Oh yeah, did I mention that Osborn and Janensch published monstergraphs and they seem to be citation classics? Oh, why don't we forget all those other AMNH bulletins that are citation classics and clock in over 50 or 100 pages. Sorry - I don't buy that longer page length equals less people reading the paper. I think distribution of the publication makes a bigger difference.

Randy

7:27 PM  
Anonymous Anonymous said...

Oh, forgot to add Zoological Journal of the Linnean Society to the list.

Randy

7:39 PM  
Anonymous Anonymous said...

Tried to respond to this earlier, but got an error page, instead -- sorry for the delay! Anyway:

Don't complain to me about venues to publish. Two examples of places that publish monographic studies AND have no page charges AND are listed by ISI/Web of Science are Journal of Systematic Palaeontology and Special Papers in Palaeontology. Journal of Morphology and Journal of Anatomy also publish long descriptions with very loose length limits, have no page costs, and have high ISI rankings.

Of course, I did put one of my papers in JSP; I actually intended it to fully print the matrix and my explanations for all the characters, but the editors thought all that would be better as electronic supplementary material (I also had to axe some text that was in the original ms and in the dissertation chapter from which the paper was excised) -- in all, it would have been monographic in and of itself, but the editors didn't want to do it that way. In the end, it probably made a lot of room in the journal for other papers, so I'm not complaining much.

I opted against Special Papers in Palaeontology largely because I don't think it's a subscription-based serial; readers/libraries would have to specifically purchase it, I have nothing against that system, but I wanted a broader distribution and lower cost to the reader (not to mention a JCR ranking for the pub!).

I really like Journal of Morphology as a venue, but in my experience, I've not seen long stuff in it for quite some time, so I assumed it had greater restrictions on length. I was unaware of Journal of Anatomy as a possible venue that vertebrate paleontologists might actually see until Julia Clarke put Yixianornis there, which wasn't 'til after I submitted everything.

I was/am aware of Zoological Journal of the Linnean Society, and in fact have plans to submit something else there; I can't recall offhand why I didn't decide to put one or more of the Suuwassea papers there, but you're correct: I certainly could have!
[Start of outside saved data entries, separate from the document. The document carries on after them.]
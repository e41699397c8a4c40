use std::path::{Path, PathBuf};

use anyhow::{anyhow, Result};
use concat_string::concat_string;
use plotters::prelude::*;
use rust_decimal::prelude::ToPrimitive;

use crate::{
    crawler::screener::{section, CompanyReport},
    declare::SectionKind,
    export::output_path,
    logging,
    util::text,
};

const SIZE: (u32, u32) = (1200, 700);

pub fn file_name(company_name: &str) -> String {
    concat_string!(text::safe_file_stem(company_name), "_cash_flow.svg")
}

/// One line per cash flow row, `None` cells left out.
fn lines(report: &CompanyReport) -> Option<(Vec<String>, Vec<(String, Vec<(i32, f64)>)>)> {
    let statement = section::find_statement(&report.sections, SectionKind::CashFlow)?;
    if statement.periods.is_empty() || statement.series.is_empty() {
        return None;
    }

    let lines: Vec<(String, Vec<(i32, f64)>)> = statement
        .series
        .iter()
        .map(|(label, values)| {
            let points = values
                .iter()
                .enumerate()
                .filter_map(|(x, v)| Some((i32::try_from(x).ok()?, v.as_ref()?.to_f64()?)))
                .collect();
            (label.to_string(), points)
        })
        .collect();

    if lines.iter().all(|(_, points)| points.is_empty()) {
        return None;
    }

    Some((statement.periods.clone(), lines))
}

fn y_range(lines: &[(String, Vec<(i32, f64)>)]) -> (f64, f64) {
    let (min, max) = lines
        .iter()
        .flat_map(|(_, points)| points.iter().map(|(_, y)| *y))
        .fold((f64::MAX, f64::MIN), |(lo, hi), y| (lo.min(y), hi.max(y)));

    if min > max {
        return (0.0, 1.0);
    }

    let pad = ((max - min) * 0.1).max(1.0);
    (min - pad, max + pad)
}

fn draw(path: &Path, caption: &str, periods: &[String], lines: Vec<(String, Vec<(i32, f64)>)>) -> Result<()> {
    let last = i32::try_from(periods.len().saturating_sub(1))?.max(1);
    let (y_min, y_max) = y_range(&lines);

    let root = SVGBackend::new(path, SIZE).into_drawing_area();
    root.fill(&WHITE).map_err(|e| anyhow!("{:?}", e))?;

    let mut chart = ChartBuilder::on(&root)
        .caption(caption, ("sans-serif", 28))
        .margin(20)
        .x_label_area_size(60)
        .y_label_area_size(80)
        .build_cartesian_2d(0..last, y_min..y_max)
        .map_err(|e| anyhow!("{:?}", e))?;

    chart
        .configure_mesh()
        .x_labels(periods.len())
        .x_label_formatter(&|x| {
            usize::try_from(*x)
                .ok()
                .and_then(|i| periods.get(i))
                .cloned()
                .unwrap_or_default()
        })
        .x_desc("Year")
        .y_desc("Amount (in Crores)")
        .draw()
        .map_err(|e| anyhow!("{:?}", e))?;

    for (idx, (label, points)) in lines.into_iter().enumerate() {
        let color = Palette99::pick(idx).to_rgba();
        chart
            .draw_series(LineSeries::new(points, color.stroke_width(2)))
            .map_err(|e| anyhow!("{:?}", e))?
            .label(label)
            .legend(move |(x, y)| PathElement::new(vec![(x, y), (x + 20, y)], color));
    }

    chart
        .configure_series_labels()
        .background_style(WHITE.mix(0.8))
        .border_style(BLACK)
        .draw()
        .map_err(|e| anyhow!("{:?}", e))?;

    root.present().map_err(|e| anyhow!("{:?}", e))
}

/// Renders the cash flow rows as an SVG line chart.
///
/// `Ok(None)` when the report has no cash flow numbers to draw.
pub fn render_cash_flow(report: &CompanyReport, dir: &str) -> Result<Option<PathBuf>> {
    let Some((periods, lines)) = lines(report) else {
        return Ok(None);
    };

    let path = output_path(dir, &file_name(&report.company_name));
    if let Some(parent) = path.parent().filter(|p| !p.as_os_str().is_empty()) {
        std::fs::create_dir_all(parent)?;
    }

    let caption = format!("{} - Cash Flow Data", report.company_name);
    draw(&path, &caption, &periods, lines)?;
    logging::info_file_async(format!("Cash flow chart written to {}", path.display()));

    Ok(Some(path))
}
Whether I could have put everything there as a single, giant monograph, I don't know -- my guess would be that that would be too long, even for them!
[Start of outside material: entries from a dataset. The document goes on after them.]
use clap::Parser;

use crate::config::Screener;

#[derive(Parser, Debug)]
#[command(version, about = "Scrape one company page from screener.in into JSON", long_about = None)]
pub struct Cli {
    /// Ticker used in the company page path, e.g. KOTAKBANK.
    ///
    /// Ignored when `--url` is given.
    #[arg(default_value = "KOTAKBANK")]
    pub symbol: String,

    /// Full company page URL; takes precedence over the symbol.
    #[arg(short, long)]
    pub url: Option<String>,

    /// Use the standalone statements instead of the consolidated ones.
    #[arg(long)]
    pub standalone: bool,

    /// Directory the JSON (and chart) are written to.
    #[arg(short, long)]
    pub output: Option<String>,

    /// Render the cash flow series as an SVG line chart.
    #[arg(long)]
    pub plot: bool,

    /// Skip the commentary request.
    #[arg(long)]
    pub no_commentary: bool,

    /// Fetch the breakdown of every expandable statement row.
    #[arg(long)]
    pub expand_schedules: bool,
}

impl Cli {
    /// Resolves the company page to scrape.
    pub fn company_url(&self, screener: &Screener) -> String {
        if let Some(url) = &self.url {
            return url.clone();
        }

        let symbol = self.symbol.trim().to_uppercase();
        if screener.consolidated && !self.standalone {
            format!("https://{}/company/{}/consolidated/", screener.host, symbol)
        } else {
            format!("https://{}/company/{}/", screener.host, symbol)
        }
    }
}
Oh yeah, did I mention that Osborn and Janensch published monstergraphs and they seem to be citation classics? Oh, why don't we forget all those other AMNH bulletins that are citation classics and clock in over 50 or 100 pages. Sorry - I don't buy that longer page length equals less people reading the paper. I think distribution of the publication makes a bigger difference.
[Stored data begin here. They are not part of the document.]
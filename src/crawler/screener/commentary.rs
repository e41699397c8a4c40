use anyhow::Result;
use scraper::{ElementRef, Html};
use serde::Serialize;

use crate::{
    crawler::screener::ScreenerSource,
    util::{http::element, map::LabeledMap},
};

pub const NO_COMPANY_ID: &str = "Company ID not found, so commentary not fetched.";

#[derive(Debug, Clone, PartialEq, Serialize)]
#[serde(untagged)]
pub enum Commentary {
    /// heading ("About", "Key Points") => body text
    Entries(LabeledMap<String>),
    Unavailable { info: String },
}

impl Commentary {
    pub fn unavailable(info: impl Into<String>) -> Self {
        Commentary::Unavailable { info: info.into() }
    }
}

/// Fetches and parses the commentary fragment of a company.
pub async fn visit<S>(source: &S, company_id: &str, referer: &str) -> Result<LabeledMap<String>>
where
    S: ScreenerSource + ?Sized,
{
    let html = source.commentary(company_id, referer).await?;
    Ok(parse_commentary_html(&html))
}

/// Each `div.strong.upper.letter-spacing` heading maps to the text of the next sibling `div.sub`.
pub fn parse_commentary_html(html: &str) -> LabeledMap<String> {
    let document = Html::parse_fragment(html);
    let mut commentary = LabeledMap::new();
    let Ok(headings) = element::selector("div.strong.upper.letter-spacing") else {
        return commentary;
    };

    for heading in document.select(&headings) {
        if let Some(sub) = next_sub(&heading) {
            commentary.insert(
                element::clean_text(&heading),
                element::joined_text(&sub, " "),
            );
        }
    }

    commentary
}

fn next_sub<'a>(heading: &ElementRef<'a>) -> Option<ElementRef<'a>> {
    heading
        .next_siblings()
        .filter_map(ElementRef::wrap)
        .find(|e| e.value().name() == "div" && e.value().classes().any(|c| c == "sub"))
}
use serde::{ser::SerializeMap, Serialize, Serializer};

/// An insertion-ordered string map that serializes as a JSON object.
///
/// The page is read top to bottom and the output keeps that order; inserting
/// an existing key replaces its value without moving it.
#[derive(Debug, Clone, PartialEq)]
pub struct LabeledMap<V> {
    entries: Vec<(String, V)>,
}

impl<V> Default for LabeledMap<V> {
    fn default() -> Self {
        LabeledMap {
            entries: Vec::new(),
        }
    }
}

impl<V> LabeledMap<V> {
    pub fn new() -> Self {
        Self::default()
    }

    pub fn insert(&mut self, key: impl Into<String>, value: V) {
        let key = key.into();
        match self.entries.iter_mut().find(|(k, _)| *k == key) {
            Some((_, v)) => *v = value,
            None => self.entries.push((key, value)),
        }
    }

    pub fn get(&self, key: &str) -> Option<&V> {
        self.entries.iter().find(|(k, _)| k == key).map(|(_, v)| v)
    }

    pub fn get_mut(&mut self, key: &str) -> Option<&mut V> {
        self.entries
            .iter_mut()
            .find(|(k, _)| k == key)
            .map(|(_, v)| v)
    }

    pub fn len(&self) -> usize {
        self.entries.len()
    }

    pub fn is_empty(&self) -> bool {
        self.entries.is_empty()
    }

    pub fn keys(&self) -> impl Iterator<Item = &str> {
        self.entries.iter().map(|(k, _)| k.as_str())
    }

    pub fn iter(&self) -> impl Iterator<Item = (&str, &V)> {
        self.entries.iter().map(|(k, v)| (k.as_str(), v))
    }

    pub fn values_mut(&mut self) -> impl Iterator<Item = &mut V> {
        self.entries.iter_mut().map(|(_, v)| v)
    }
}

impl<V: Serialize> Serialize for LabeledMap<V> {
    fn serialize<S: Serializer>(&self, serializer: S) -> Result<S::Ok, S::Error> {
        let mut map = serializer.serialize_map(Some(self.entries.len()))?;
        for (k, v) in &self.entries {
            map.serialize_entry(k, v)?;
        }
        map.end()
    }
}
Certainly I agree on that last point, and it (plus JCR rankings) were indeed factors in my decision to publish a de facto monograph instead of a traditional one. I also agree that some monograph series, like the AMNH Bulletin, would be ideal inasmuch as they are subscription based and widely distributed. However, unless something has changed from when I checked into it years ago, only AMNH personnel are allowed to publish therein without incurring page charges, so it was out of the running as a venue for me. I'm not sure what the policies are along those lines for the Carnegie Museum and Smithsonian paleo series, but I may have assumed they were similar and didn't investigate them. But I agree that, in principle, they're ideal venues in terms of length and, probably, distribution; I don't know about the JCR rankings for them, though.

1:46 PM  
Anonymous Anonymous said...

I didn't mean to imply that AMNH Bulletin was an option, just that longer monographs don't necessarily languish in unread obscurity. It is JCR ranked (right around 1.0 I think).

I certainly wish that there were more journals that published monographic treatments, but they do exist.